In Mesa wurde amdgpu_virtio für die Nutzung von OpenGL und Vulkan in Gastbetriebssystemen angenommen.

In den Codebasen, die für die Veröffentlichung von Mesa 25.0 verwendet werden, wurde die Schicht amdgpu_virtio integriert. Dadurch kann das Gastbetriebssystem die OpenGL- und Vulkan-Treiber radeonsi, radeonsi_drv_video und radv nutzen, die von der Host-Umgebung bereitgestellt werden. Der Zugriff erfolgt über VirtIO, was eine hohe 3D-Beschleunigungsleistung in der virtuellen Maschine gewährleistet. Momentan ist die Nutzung des Treibers nur in Kombination mit QEMU+KVM möglich.

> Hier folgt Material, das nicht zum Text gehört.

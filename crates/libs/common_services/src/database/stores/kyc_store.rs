use crate::database::DbError;
use crate::database::kyc::{KycDocumentType, KycStatus, KycSubmission};
use sqlx::{Executor, Postgres};

pub struct KycStore;

impl KycStore {
    /// Inserts a submission, or replaces the user's earlier one and resets it to `pending`.
    pub async fn upsert(
        executor: impl Executor<'_, Database = Postgres>,
        submission_id: &str,
        user_id: i32,
        full_name: &str,
        document_type: KycDocumentType,
        document_number: &str,
        document_url: &str,
        selfie_url: &str,
    ) -> Result<KycSubmission, DbError> {
        Ok(sqlx::query_as::<_, KycSubmission>(
            r"
            INSERT INTO kyc_submission (
                id, user_id, full_name, document_type, document_number, document_url, selfie_url
            )
            VALUES ($1, $2, $3, $4, $5, $6, $7)
            ON CONFLICT (user_id) DO UPDATE SET
                full_name = EXCLUDED.full_name,
                document_type = EXCLUDED.document_type,
                document_number = EXCLUDED.document_number,
                document_url = EXCLUDED.document_url,
                selfie_url = EXCLUDED.selfie_url,
                status = 'pending',
                review_note = NULL,
                reviewed_at = NULL,
                updated_at = now()
            RETURNING *
            ",
        )
        .bind(submission_id)
        .bind(user_id)
        .bind(full_name)
        .bind(document_type)
        .bind(document_number)
        .bind(document_url)
        .bind(selfie_url)
        .fetch_one(executor)
        .await?)
    }

    pub async fn find_by_id(
        executor: impl Executor<'_, Database = Postgres>,
        submission_id: &str,
    ) -> Result<Option<KycSubmission>, DbError> {
        Ok(
            sqlx::query_as::<_, KycSubmission>("SELECT * FROM kyc_submission WHERE id = $1")
                .bind(submission_id)
                .fetch_optional(executor)
                .await?,
        )
    }

    pub async fn find_by_user(
        executor: impl Executor<'_, Database = Postgres>,
        user_id: i32,
    ) -> Result<Option<KycSubmission>, DbError> {
        Ok(
            sqlx::query_as::<_, KycSubmission>("SELECT * FROM kyc_submission WHERE user_id = $1")
                .bind(user_id)
                .fetch_optional(executor)
                .await?,
        )
    }

    pub async fn list_by_status(
        executor: impl Executor<'_, Database = Postgres>,
        status: KycStatus,
    ) -> Result<Vec<KycSubmission>, DbError> {
        Ok(sqlx::query_as::<_, KycSubmission>(
            "SELECT * FROM kyc_submission WHERE status = $1 ORDER BY created_at, id",
        )
        .bind(status)
        .fetch_all(executor)
        .await?)
    }

    /// Records a review decision on a pending submission. Returns `None` when the
    /// submission does not exist or was already reviewed.
    pub async fn review(
        executor: impl Executor<'_, Database = Postgres>,
        submission_id: &str,
        status: KycStatus,
        review_note: Option<String>,
    ) -> Result<Option<KycSubmission>, DbError> {
        Ok(sqlx::query_as::<_, KycSubmission>(
            r"
            UPDATE kyc_submission
            SET status = $1, review_note = $2, reviewed_at = now(), updated_at = now()
            WHERE id = $3 AND status = 'pending'
            RETURNING *
            ",
        )
        .bind(status)
        .bind(review_note)
        .bind(submission_id)
        .fetch_optional(executor)
        .await?)
    }
}
/// Generate a URL-safe random ID of a given length.
#[must_use]
pub fn nice_id(length: usize) -> String {
    const URL_SAFE: &[u8] = b"ABCDEFGHIJKLMNOPQRSTUVWXYZabcdefghijklmnopqrstuvwxyz0123456789_";
    (0..length)
        .map(|_| {
            let idx = rand::random_range(0..URL_SAFE.len());
            URL_SAFE[idx] as char
        })
        .collect()
}

/// Human readable code, e.g. `ADS-7KQ2MX`. Uppercase letters and digits only.
#[must_use]
pub fn collab_code(prefix: &str, length: usize) -> String {
    const CODE_CHARS: &[u8] = b"ABCDEFGHJKLMNPQRSTUVWXYZ23456789";
    let suffix: String = (0..length)
        .map(|_| CODE_CHARS[rand::random_range(0..CODE_CHARS.len())] as char)
        .collect();
    format!("{prefix}-{suffix}")
}

/// Logs a warning message with an 'ALERT:' prefix.
#[macro_export]
macro_rules! alert {
    ($($arg:tt)*) => {
        tracing::warn!("ALERT: {}", format_args!($($arg)*));
    };
}

#[cfg(test)]
mod tests {
    use super::*;

    #[test]
    fn nice_id_has_requested_length() {
        let id = nice_id(12);
        assert_eq!(id.len(), 12);
        assert!(id.chars().all(|c| c.is_ascii_alphanumeric() || c == '_'));
    }

    #[test]
    fn collab_code_uses_prefix() {
        let code = collab_code("BNR", 6);
        assert!(code.starts_with("BNR-"));
        assert_eq!(code.len(), 10);
        assert!(!code.contains('O') && !code.contains('0'));
    }
}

Es wurde berichtet, dass die Leistung von amdgpu_virtio höher ist als bei der Verwendung der zuvor entwickelten Treiber virgl und venus, die den Zugang zu Vulkan und OpenGL aus Gastbetriebssystemen ermöglichen. Bei Tests mit Unigine Heaven und Superposition erreichte die Leistung in Gastbetriebssystemen etwa 99 % im Vergleich zur Leistung bei der Ausführung der Tests auf der Host-Seite. Zu den Vorteilen der neuen Methode zählt auch die Vereinfachung der Wartung, da im Gastbetriebssystem dieselben Treiber verwendet werden wie ohne Virtualisierung, abgesehen davon, dass anstelle des direkten Zugriffs auf libdrm (amdgpu) eine zusätzliche Schicht auf Basis von VirtIO genutzt wird.